Le CNRA tire la sonnette d'alarme: Les fouilles préventives bientôt obligatoires

17 personnes travaillent au CNRA. Leur rôle: fouiller, analyser, documenter les traces de notre histoire.

Le CNRA tire la sonnette d'alarme: Les fouilles préventives bientôt obligatoires

17 personnes travaillent au CNRA. Leur rôle: fouiller, analyser, documenter les traces de notre histoire.
Photo: Guy Jallay
Luxembourg 19 7 min. 25.10.2016 Cet article est archivé

Le CNRA tire la sonnette d'alarme: Les fouilles préventives bientôt obligatoires

Marie-Laure ROLLAND
Marie-Laure ROLLAND
Dans le sous-sol du Centre national de recherche archéologique se trouvent les vestiges qui permettent de comprendre la vie de nos ancêtres. Il faut donc fouiller, analyser, documenter. Avant le bétonnage de notre histoire.

Par Marie-Laure Rolland

C'est une course contre la montre. Dans le sous-sol se trouvent les vestiges qui permettent de comprendre la vie de nos ancêtres. Il faut donc fouiller, analyser, documenter. Avant le bétonnage de notre histoire. C'est à cela que s'emploie le Centre national de recherche archéologique.

«Là, je dirais que l'on va trouver des ossements et des morceaux de bois. Le prélèvement vient d'une zone de sépultures gallo-romaines que nous avons mises au jour lors de fouilles». La livraison est arrivée de Hosingen. Un gros tas de terre qui a eu le temps de sécher au dépôt du Centre national de recherche archéologique (CNRA), situé à Bertrange, et qui est désormais en attente de traitement dans l'un de ses laboratoires. Pour Jean-Marie Elsen, c'est le moment de passer à l'action.
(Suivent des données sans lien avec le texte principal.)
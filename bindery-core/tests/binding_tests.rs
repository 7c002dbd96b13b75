use bindery_core::{
    BindError, BindableEnum, BinderChain, BindingMap, HttpRequest, HttpResponse, ParameterDescription,
    PathVariables, Session, TypeDescriptor, value,
};
use proptest::prelude::*;
use serde::Deserialize;
use std::sync::Arc;

#[derive(Debug, Clone, PartialEq, Deserialize)]
struct Pojo {
    name: String,
    value: i32,
}

#[derive(Debug, Clone, Copy, PartialEq)]
enum Priority {
    Low,
    High,
}

impl BindableEnum for Priority {
    const VARIANTS: &'static [(&'static str, Self)] = &[("LOW", Priority::Low), ("HIGH", Priority::High)];
}

/// Not convertible from text.
#[derive(Debug)]
struct Color(#[allow(dead_code)] u8, #[allow(dead_code)] u8, #[allow(dead_code)] u8);

fn run(map: &mut BindingMap, request: HttpRequest, path_vars: &[(&str, &str)]) -> Result<(), BindError> {
    let vars: PathVariables = path_vars
        .iter()
        .map(|(k, v)| (k.to_string(), v.to_string()))
        .collect();
    BinderChain::standard().bind_all(map, &Arc::new(request), &Arc::new(HttpResponse::new()), &vars)
}

#[test]
fn test_json_body_binds_single_pojo() {
    let label = ParameterDescription::new("label", TypeDescriptor::scalar::<String>());
    let mut map = BindingMap::new([
        label.clone(),
        ParameterDescription::new("pojo", TypeDescriptor::bean::<Pojo>()),
    ]);
    map.prebind(&label, value("kept".to_string()));

    let request = HttpRequest::new("POST", "/pojo")
        .with_header("Content-Type", "application/json")
        .with_body(r#"{"name":"pojo name","value":5}"#);
    run(&mut map, request, &[]).unwrap();

    assert_eq!(
        map.value_of::<Pojo>("pojo"),
        Some(&Pojo {
            name: "pojo name".to_string(),
            value: 5,
        })
    );
    assert_eq!(map.value_of::<String>("label").map(String::as_str), Some("kept"));
}

#[test]
fn test_json_body_exploded_fields() {
    let mut map = BindingMap::new([
        ParameterDescription::new("name", TypeDescriptor::scalar::<String>()),
        ParameterDescription::new("value", TypeDescriptor::scalar::<i64>()),
        ParameterDescription::new("priority", TypeDescriptor::enumeration::<Priority>()),
    ]);
    let request = HttpRequest::new("POST", "/fields")
        .with_header("Content-Type", "application/json; charset=utf-8")
        .with_body(r#"{"name":"n","value":7,"priority":"high","extra":true}"#);
    run(&mut map, request, &[]).unwrap();

    assert_eq!(map.value_of::<String>("name").map(String::as_str), Some("n"));
    assert_eq!(map.value_of::<i64>("value"), Some(&7));
    assert_eq!(map.value_of::<Priority>("priority"), Some(&Priority::High));
}

#[test]
fn test_json_body_failures_are_bind_errors() {
    let mut map = BindingMap::new([ParameterDescription::new("pojo", TypeDescriptor::bean::<Pojo>())]);
    let request = HttpRequest::new("POST", "/pojo")
        .with_header("Content-Type", "application/json")
        .with_body(r#"{"name": "#);
    let err = run(&mut map, request, &[]).unwrap_err();
    assert_eq!(err.parameter(), "pojo");
    assert!(map.value_of::<Pojo>("pojo").is_none());

    let mut map = BindingMap::new([
        ParameterDescription::new("name", TypeDescriptor::scalar::<String>()),
        ParameterDescription::new("value", TypeDescriptor::scalar::<i32>()),
    ]);
    let request = HttpRequest::new("POST", "/fields")
        .with_header("Content-Type", "application/json")
        .with_body(r#"{"name":"n","value":"abc"}"#);
    let err = run(&mut map, request, &[]).unwrap_err();
    assert_eq!(err.parameter(), "value");
}

#[test]
fn test_path_variables_convert_or_stay_unbound() {
    let mut map = BindingMap::new([
        ParameterDescription::new("param2", TypeDescriptor::scalar::<i32>()),
        ParameterDescription::new("color", TypeDescriptor::opaque::<Color>()),
    ]);
    run(
        &mut map,
        HttpRequest::new("GET", "/items/2/red"),
        &[("param2", "2"), ("color", "red")],
    )
    .unwrap();

    assert_eq!(map.value_of::<i32>("param2"), Some(&2));
    assert!(map.value_of::<Color>("color").is_none());
    assert_eq!(map.unbound().len(), 1);
}

#[test]
fn test_path_variable_wins_over_query() {
    let mut map = BindingMap::new([ParameterDescription::new("id", TypeDescriptor::scalar::<u64>())]);
    run(&mut map, HttpRequest::new("GET", "/items/1?id=2"), &[("id", "1")]).unwrap();
    assert_eq!(map.value_of::<u64>("id"), Some(&1));
}

#[test]
fn test_headers_bind_by_normalized_name() {
    let mut map = BindingMap::new([
        ParameterDescription::new("xCustomHeader", TypeDescriptor::scalar::<String>()),
        ParameterDescription::new("x-request-id", TypeDescriptor::scalar::<u32>()),
    ]);
    let request = HttpRequest::new("GET", "/")
        .with_header("X-Custom-Header", "hello")
        .with_header("X-Request-Id", "17");
    run(&mut map, request, &[]).unwrap();

    assert_eq!(map.value_of::<String>("xCustomHeader").map(String::as_str), Some("hello"));
    assert_eq!(map.value_of::<u32>("x-request-id"), Some(&17));
}

#[test]
fn test_query_form_session_and_cookie_sources() {
    let session = Arc::new(Session::with_id("s-1"));
    session.set_attribute("user", "ada".to_string());

    let mut map = BindingMap::new([
        ParameterDescription::new("page", TypeDescriptor::scalar::<u32>()),
        ParameterDescription::new("tags", TypeDescriptor::list::<String>(TypeDescriptor::scalar::<String>())),
        ParameterDescription::new("title", TypeDescriptor::scalar::<String>()),
        ParameterDescription::new("user", TypeDescriptor::scalar::<String>()),
        ParameterDescription::new("session", TypeDescriptor::session()),
        ParameterDescription::new("theme", TypeDescriptor::scalar::<String>()),
    ]);
    let request = HttpRequest::new("POST", "/posts?page=3&tags=a&tags=b")
        .with_header("Content-Type", "application/x-www-form-urlencoded")
        .with_header("Cookie", "theme=dark; lang=en")
        .with_body("title=Hello+World&page=9")
        .with_session(session.clone());
    run(&mut map, request, &[]).unwrap();

    assert_eq!(map.value_of::<u32>("page"), Some(&3));
    assert_eq!(
        map.value_of::<Vec<String>>("tags"),
        Some(&vec!["a".to_string(), "b".to_string()])
    );
    assert_eq!(map.value_of::<String>("title").map(String::as_str), Some("Hello World"));
    assert_eq!(map.value_of::<String>("user").map(String::as_str), Some("ada"));
    assert_eq!(map.shared::<Session>("session").map(|s| s.id().to_string()), Some("s-1".to_string()));
    assert_eq!(map.value_of::<String>("theme").map(String::as_str), Some("dark"));
}

#[test]
fn test_unconvertible_query_value_is_bind_error() {
    let page = ParameterDescription::new("page", TypeDescriptor::scalar::<u32>());
    let mut map = BindingMap::new([page.clone()]);
    let err = run(&mut map, HttpRequest::new("GET", "/?page=abc"), &[]).unwrap_err();

    assert!(matches!(err, BindError::Conversion { .. }));
    assert_eq!(err.parameter(), "page");
    assert!(!map.is_bound(&page));
}

/// Binds through the standard chain and hands back the request to inspect its body.
fn run_keeping_request(map: &mut BindingMap, request: HttpRequest) -> Arc<HttpRequest> {
    let request = Arc::new(request);
    BinderChain::standard()
        .bind_all(map, &request, &Arc::new(HttpResponse::new()), &PathVariables::new())
        .unwrap();
    request
}

fn request_consumer_params() -> BindingMap {
    BindingMap::new([
        ParameterDescription::new("req", TypeDescriptor::request()),
        ParameterDescription::new("title", TypeDescriptor::scalar::<String>()),
    ])
}

#[test]
fn test_json_body_left_for_request_parameter() {
    let mut map = request_consumer_params();
    let request = run_keeping_request(
        &mut map,
        HttpRequest::new("POST", "/notes")
            .with_header("Content-Type", "application/json")
            .with_body(r#"{"title":"Report"}"#),
    );

    assert!(request.has_body());
    assert!(map.value_of::<String>("title").is_none());
    assert!(map.shared::<HttpRequest>("req").is_some_and(|r| Arc::ptr_eq(&r, &request)));
}

#[test]
fn test_form_body_left_for_request_parameter() {
    let mut map = request_consumer_params();
    let request = run_keeping_request(
        &mut map,
        HttpRequest::new("POST", "/notes")
            .with_header("Content-Type", "application/x-www-form-urlencoded")
            .with_body("title=Report"),
    );

    assert!(request.has_body());
    assert!(map.value_of::<String>("title").is_none());
}

#[test]
fn test_multipart_body_left_for_request_parameter() {
    let body = [
        "--xyz\r\n",
        "Content-Disposition: form-data; name=\"title\"\r\n\r\n",
        "Report\r\n",
        "--xyz--\r\n",
    ]
    .concat();
    let mut map = request_consumer_params();
    let request = run_keeping_request(
        &mut map,
        HttpRequest::new("POST", "/upload")
            .with_header("Content-Type", "multipart/form-data; boundary=xyz")
            .with_body(body),
    );

    assert!(request.has_body());
    assert!(map.value_of::<String>("title").is_none());
}

#[test]
fn test_request_and_response_injection() {
    let mut map = BindingMap::new([
        ParameterDescription::new("req", TypeDescriptor::request()),
        ParameterDescription::new("resp", TypeDescriptor::response()),
    ]);
    run(&mut map, HttpRequest::new("GET", "/inject"), &[]).unwrap();

    assert_eq!(map.shared::<HttpRequest>("req").map(|r| r.path.clone()), Some("/inject".to_string()));
    assert!(map.shared::<HttpResponse>("resp").is_some());
}

#[test]
fn test_malformed_multipart_leaves_fields_unbound() {
    let body = [
        "--xyz\r\n",
        "Content-Disposition: form-data; name=\"title\"\r\n\r\n",
        "Report\r\n",
        "--xyz\r\n",
        "Content-Disposition: form-data; name=\"attachment\"; filename=\"a.txt\"\r\n\r\n",
        "partial",
    ]
    .concat();
    let mut map = BindingMap::new([
        ParameterDescription::new("title", TypeDescriptor::scalar::<String>()),
        ParameterDescription::new("attachment", TypeDescriptor::file()),
    ]);
    let request = HttpRequest::new("POST", "/upload")
        .with_header("Content-Type", "multipart/form-data; boundary=xyz")
        .with_body(body);
    run(&mut map, request, &[]).unwrap();

    assert_eq!(map.value_of::<String>("title").map(String::as_str), Some("Report"));
    assert!(map.value_of::<bindery_core::UploadedFile>("attachment").is_none());
}

proptest! {
    #[test]
    fn prop_prebound_values_are_never_overwritten(
        prebound in "[a-z]{1,8}",
        query in "[a-z]{1,8}",
        header in "[a-z]{1,8}",
    ) {
        let name = ParameterDescription::new("name", TypeDescriptor::scalar::<String>());
        let mut map = BindingMap::new([
            name.clone(),
            ParameterDescription::new("other", TypeDescriptor::scalar::<String>()),
        ]);
        map.prebind(&name, value(prebound.clone()));

        let request = HttpRequest::new("GET", format!("/x?name={}&other={}", query, query))
            .with_header("Name", header.clone());
        run(&mut map, request, &[("name", "path")]).unwrap();

        prop_assert_eq!(map.value_of::<String>("name"), Some(&prebound));
        prop_assert_eq!(map.value_of::<String>("other"), Some(&query));
    }
}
Les objets qui seront dégagés de la terre seront ensuite analysés par Lynn Stoffel, l'archéologue responsable des fouilles. C'est elle qui déterminera l'importance des vestiges, dans une zone où les recherches historiques laissent penser qu'il y avait déjà à l'époque romaine une route de liaison à travers les Ardennes. De son avis dépend aussi le calendrier du projet de construction d'un nouveau hall de stockage de la coopérative agricole Bako.

Maxime Kostigoff achève de restaurer un sabre français datant du siège de 1795.
Maxime Kostigoff achève de restaurer un sabre français datant du siège de 1795.
Photo: Guy Jallay

Il suffit de se déplacer de quelques pas dans le laboratoire pour passer de l'époque gallo-romaine à la Révolution française. Maxime Kostigoff achève de restaurer un sabre français datant du siège de 1795. «Les troupes révolutionnaires étaient aux portes de la forteresse. Nous savions que nous avions des chances de trouver des vestiges au ban de Gasperich. L'objet a été trouvé dans un champ grâce à un détecteur de métaux et confirmé par un passage dans notre salle de rayons X. Il m'a fallu une centaine d'heures pour parvenir à le sortir de sa gangue de rouille.»

Une histoire à partager

Le directeur du CNRA, Foni Le Brun, jauge le travail: «c'est une belle pièce. Elle rejoindra probablement la collection exposée au Musée national d'histoire et d'art». Au 
Fëschmaart, cinq étages du musée sont consacrés à retracer l'histoire du pays à travers ses vestiges archéologiques. Cela va de la Préhistoire au Moyen Age en passant par les âges du bronze et du fer ainsi que la période gallo-romaine.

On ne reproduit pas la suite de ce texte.